With regard to oral bisphosphonates, various trials have assessed their effect on the prevention of AI-induced osteoporosis. The doses studied are the same as those recommended in postmenopausal osteoporosis. Of these, the most extensively studied is risedronate (35 mg/week). In the SABRE trial, 154 postmenopausal patients with BC treated with the AI anastrozole as adjuvant therapy and who had moderate risk of osteoporotic fracture were randomized to receive risedronate or placebo for 2 years. In the risedronate group, the lumbar spine and total hip BMD increased significantly, but decreased in the placebo group [72]. In a more recent placebo-controlled trial that recruited 109 women with low BMD treated with different AIs (anastrozole, letrozole, or exemestane), risedronate achieved greater increases in spine and hip BMD at 24 months compared with placebo [73]. All women received supplemental calcium and vitamin D. Greater reduction in CTX and PINP correlated with a better response in spinal BMD. Risedronate also achieved better conservation of lumbar bone microarchitecture estimated using the TBS [74] (Online Resource 1).

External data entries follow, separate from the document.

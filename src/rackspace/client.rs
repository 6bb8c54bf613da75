//! Rackspace Client
//!
//! The per-connection context object (config, HTTP client, session cache)
//! and the factory for region-scoped service clients.

use super::auth::{Authenticator, IdentityAuthenticator, Session, SessionCache, SESSION_CACHE_KEY};
use super::http::{Body, RackspaceHttpClient, AUTH_TOKEN_HEADER};
use crate::config::ConnectionConfig;
use crate::context::QueryContext;
use crate::error::{Error, Result};
use reqwest::header::{HeaderMap, HeaderName, HeaderValue};
use serde::de::DeserializeOwned;
use std::sync::Arc;
use url::Url;
use uuid::Uuid;

/// Public domain of the Rackspace REST services
pub const PROVIDER_DOMAIN: &str = "api.rackspacecloud.com";

/// Catalog-routed services
#[derive(Debug, Clone, Copy, PartialEq, Eq)]
pub enum ServiceKind {
    Compute,
    Image,
    ObjectStore,
}

impl ServiceKind {
    /// Service type as it appears in the identity catalog
    pub fn catalog_type(self) -> &'static str {
        match self {
            ServiceKind::Compute => "compute",
            ServiceKind::Image => "image",
            ServiceKind::ObjectStore => "object-store",
        }
    }

    fn normalize_endpoint(self, public_url: &str) -> String {
        let trimmed = public_url.trim_end_matches('/');
        match self {
            ServiceKind::Image if !trimmed.ends_with("/v2") => format!("{trimmed}/v2"),
            _ => trimmed.to_string(),
        }
    }
}

/// Services reached by direct REST calls, outside the catalog
#[derive(Debug, Clone, Copy, PartialEq, Eq)]
pub enum RestService {
    Dns,
    LoadBalancers,
    Queues,
    Networks,
    BlockStorage,
}

impl RestService {
    fn host_label(self) -> &'static str {
        match self {
            RestService::Dns => "dns",
            RestService::LoadBalancers => "loadbalancers",
            RestService::Queues => "queues",
            RestService::Networks => "networks",
            RestService::BlockStorage => "blockstorage",
        }
    }

    fn api_version(self) -> &'static str {
        match self {
            RestService::Dns | RestService::LoadBalancers => "v1.0",
            RestService::Queues | RestService::BlockStorage => "v1",
            RestService::Networks => "v2.0",
        }
    }

    fn is_regional(self) -> bool {
        !matches!(self, RestService::Dns)
    }

    fn is_tenant_scoped(self) -> bool {
        !matches!(self, RestService::Networks)
    }
}

/// Client bound to one service endpoint, carrying the auth headers
#[derive(Clone)]
pub struct ServiceClient {
    http: RackspaceHttpClient,
    base: Url,
    headers: HeaderMap,
}

impl ServiceClient {
    fn new(http: RackspaceHttpClient, base: &str, token: &str) -> Result<Self> {
        let mut base = base.to_string();
        if !base.ends_with('/') {
            base.push('/');
        }
        let base = Url::parse(&base).map_err(|e| Error::InvalidEndpoint {
            url: base.clone(),
            message: e.to_string(),
        })?;

        let mut headers = HeaderMap::new();
        let token = HeaderValue::from_str(token)
            .map_err(|_| Error::Auth("token contains characters not valid in a header".to_string()))?;
        headers.insert(AUTH_TOKEN_HEADER, token);

        Ok(Self {
            http,
            base,
            headers,
        })
    }

    fn with_header(mut self, name: &'static str, value: &str) -> Self {
        if let Ok(value) = HeaderValue::from_str(value) {
            self.headers.insert(HeaderName::from_static(name), value);
        }
        self
    }

    pub fn base(&self) -> &Url {
        &self.base
    }

    /// Resolve a path against the service base
    pub fn url(&self, path: &str) -> Result<Url> {
        self.base
            .join(path.trim_start_matches('/'))
            .map_err(|e| Error::extraction("build request URL", e))
    }

    pub async fn get<T: DeserializeOwned>(
        &self,
        ctx: &QueryContext,
        operation: &str,
        url: &Url,
    ) -> Result<Body<T>> {
        self.http
            .get(ctx, operation, url.as_str(), self.headers.clone())
            .await
    }

    /// GET that must return a body
    pub async fn get_required<T: DeserializeOwned>(
        &self,
        ctx: &QueryContext,
        operation: &str,
        url: &Url,
    ) -> Result<T> {
        match self.get(ctx, operation, url).await? {
            Body::Json(value) => Ok(value),
            Body::NoContent => Err(Error::extraction(operation, "empty response body")),
        }
    }

    pub async fn head(&self, ctx: &QueryContext, operation: &str, url: &Url) -> Result<HeaderMap> {
        self.http
            .head(ctx, operation, url.as_str(), self.headers.clone())
            .await
    }
}

/// Per-connection context, owned by the host and passed into every operation
pub struct Connection {
    config: ConnectionConfig,
    http: RackspaceHttpClient,
    authenticator: Arc<dyn Authenticator>,
    sessions: SessionCache<Session>,
    client_id: Uuid,
}

impl Connection {
    /// Create a connection that authenticates against the configured identity endpoint
    pub fn new(config: ConnectionConfig) -> Result<Self> {
        let http = RackspaceHttpClient::new(config.request_timeout())?;
        let authenticator = Arc::new(IdentityAuthenticator::new(http.inner().clone()));
        Ok(Self::build(config, http, authenticator))
    }

    /// Create a connection with a custom authenticator
    pub fn with_authenticator(
        config: ConnectionConfig,
        authenticator: Arc<dyn Authenticator>,
    ) -> Result<Self> {
        let http = RackspaceHttpClient::new(config.request_timeout())?;
        Ok(Self::build(config, http, authenticator))
    }

    fn build(
        config: ConnectionConfig,
        http: RackspaceHttpClient,
        authenticator: Arc<dyn Authenticator>,
    ) -> Self {
        Self {
            config,
            http,
            authenticator,
            sessions: SessionCache::new(),
            client_id: Uuid::new_v4(),
        }
    }

    pub fn config(&self) -> &ConnectionConfig {
        &self.config
    }

    /// Get the cached session, authenticating on first use
    pub async fn session(&self, ctx: &QueryContext) -> Result<Arc<Session>> {
        let params = self.config.resolve()?;
        let authenticator = self.authenticator.clone();

        // The flight outlives any one query, so it runs detached; the HTTP
        // timeout still bounds it
        self.sessions
            .get_or_create(ctx, SESSION_CACHE_KEY, move || async move {
                authenticator.authenticate(&QueryContext::default(), &params).await
            })
            .await
    }

    /// Build a client for a catalog service in the configured region
    pub async fn service_client(&self, ctx: &QueryContext, kind: ServiceKind) -> Result<ServiceClient> {
        let params = self.config.resolve()?;
        let session = self.session(ctx).await?;

        let endpoint = session
            .endpoint_for(kind.catalog_type(), &params.region)
            .ok_or_else(|| Error::EndpointNotFound {
                service: kind.catalog_type().to_string(),
                region: params.region.clone(),
            })?;

        tracing::debug!("Using {} endpoint {}", kind.catalog_type(), endpoint);
        ServiceClient::new(self.http.clone(), &kind.normalize_endpoint(endpoint), &session.token)
    }

    /// Build a client for a direct REST service from the configured token,
    /// tenant and region. No authentication round trip.
    pub fn rest_client(&self, service: RestService) -> Result<ServiceClient> {
        let creds = self
            .config
            .rest_credentials(service.is_tenant_scoped(), service.is_regional())?;

        let host = match (&self.config.endpoint_override, &creds.region) {
            (Some(base), _) => base.trim_end_matches('/').to_string(),
            (None, Some(region)) => format!(
                "https://{}.{}.{}",
                region.to_lowercase(),
                service.host_label(),
                PROVIDER_DOMAIN
            ),
            (None, None) => format!("https://{}.{}", service.host_label(), PROVIDER_DOMAIN),
        };

        let base = match &creds.tenant_id {
            Some(tenant) => format!(
                "{}/{}/{}",
                host,
                service.api_version(),
                urlencoding::encode(tenant)
            ),
            None => format!("{}/{}", host, service.api_version()),
        };

        let client = ServiceClient::new(self.http.clone(), &base, &creds.token_id)?;
        Ok(match service {
            // Cloud Queues rejects requests without a client id
            RestService::Queues => client.with_header("client-id", &self.client_id.to_string()),
            _ => client,
        })
    }
}
//! SDK Dispatch
//!
//! Maps table method names to Rackspace API calls.

use super::fetcher::{container_metadata, get_by_key, get_container};
use super::model::{
    Container, DnsDomain, KeyPairEntry, Limits, LoadBalancer, Object, Queue, ResourceItem,
};
use super::pager::{for_each_page, LinkPager, MarkerPager, NextLink, PageSource, Pages};
use super::registry::TableDef;
use super::row::to_row;
use crate::context::QueryContext;
use crate::error::{Error, Result};
use crate::plugin::{Query, RowSink};
use crate::rackspace::client::{Connection, RestService, ServiceClient, ServiceKind};
use crate::rackspace::http::Body;
use futures::stream::{self, StreamExt, TryStreamExt};
use serde::de::DeserializeOwned;
use serde_json::Value;
use std::future::Future;

/// Per-row hydration calls in flight at once
const HYDRATE_CONCURRENCY: usize = 8;

/// Invoke the list method of a table, streaming rows into `sink`
pub async fn invoke_list(conn: &Connection, table: &'static TableDef, query: &Query, sink: &RowSink) -> Result<()> {
    tracing::debug!("invoke_list: table={}, method={}", table.name, table.list.method);

    let out = &Emitter { table, query, sink };
    match table.list.method.as_str() {
        "list_servers" => SERVERS.list(conn, out, ResourceItem::Server).await,
        "list_flavors" => FLAVORS.list(conn, out, ResourceItem::Flavor).await,
        "list_keypairs" => {
            KEYPAIRS
                .list(conn, out, |entry: KeyPairEntry| ResourceItem::KeyPair(entry.keypair))
                .await
        }
        "get_limits" => get_limits(conn, out).await,
        "list_images" => IMAGES.list(conn, out, ResourceItem::Image).await,
        "list_volumes" => VOLUMES.list(conn, out, ResourceItem::Volume).await,
        "list_snapshots" => SNAPSHOTS.list(conn, out, ResourceItem::Snapshot).await,
        "list_networks" => NETWORKS.list(conn, out, ResourceItem::Network).await,
        "list_ports" => PORTS.list(conn, out, ResourceItem::Port).await,
        "list_subnets" => SUBNETS.list(conn, out, ResourceItem::Subnet).await,
        "list_security_groups" => SECURITY_GROUPS.list(conn, out, ResourceItem::SecurityGroup).await,
        "list_load_balancers" => LOAD_BALANCERS.list(conn, out, ResourceItem::LoadBalancer).await,
        "list_queues" => list_queues(conn, out).await,
        "list_dns_domains" => list_dns_domains(conn, out).await,
        "list_containers" => list_containers(conn, out).await,
        "list_objects" => list_objects(conn, out).await,
        other => Err(Error::UnknownTable(format!("{} (list method {})", table.name, other))),
    }
}

/// Invoke the get method of a table for one key
pub async fn invoke_get(conn: &Connection, table: &'static TableDef, query: &Query, key: &str) -> Result<ResourceItem> {
    let method = table.get.as_ref().map(|g| g.method.as_str()).unwrap_or_default();
    tracing::debug!("invoke_get: table={}, method={}, key={}", table.name, method, key);

    let ctx = &query.ctx;
    match method {
        "get_server" => GET_SERVER.fetch(conn, ctx, key).await.map(ResourceItem::Server),
        "get_flavor" => GET_FLAVOR.fetch(conn, ctx, key).await.map(ResourceItem::Flavor),
        "get_keypair" => GET_KEYPAIR.fetch(conn, ctx, key).await.map(ResourceItem::KeyPair),
        "get_image" => GET_IMAGE.fetch(conn, ctx, key).await.map(ResourceItem::Image),
        "get_volume" => GET_VOLUME.fetch(conn, ctx, key).await.map(ResourceItem::Volume),
        "get_snapshot" => GET_SNAPSHOT.fetch(conn, ctx, key).await.map(ResourceItem::Snapshot),
        "get_load_balancer" => {
            let client = GET_LOAD_BALANCER.endpoint.client(conn, ctx).await?;
            let id = load_balancer_id(key)?;
            GET_LOAD_BALANCER
                .fetch_with::<LoadBalancer>(&client, ctx, &id.to_string())
                .await
                .map(ResourceItem::LoadBalancer)
        }
        "get_container" => {
            let client = conn.service_client(ctx, ServiceKind::ObjectStore).await?;
            get_container(&client, ctx, key, conn.config().page_size())
                .await
                .map(ResourceItem::Container)
        }
        other => Err(Error::UnknownTable(format!("{} (get method {})", table.name, other))),
    }
}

A recent large observational cohort study to evaluate the efficacy of oral bisphosphonates under clinical practice conditions in 36 472 women diagnosed with BC and treated with tamoxifen and/or AI showed that in the subgroup of women treated with AI who had high fracture risk, treatment with oral bisphosphonates reduced the risk of fractures by 30% compared to the group that did not receive bisphosphonates. This is the first real-world study to confirm positive data from previous clinical trials with bisphosphonates, and to report a positive effect on fractures [47].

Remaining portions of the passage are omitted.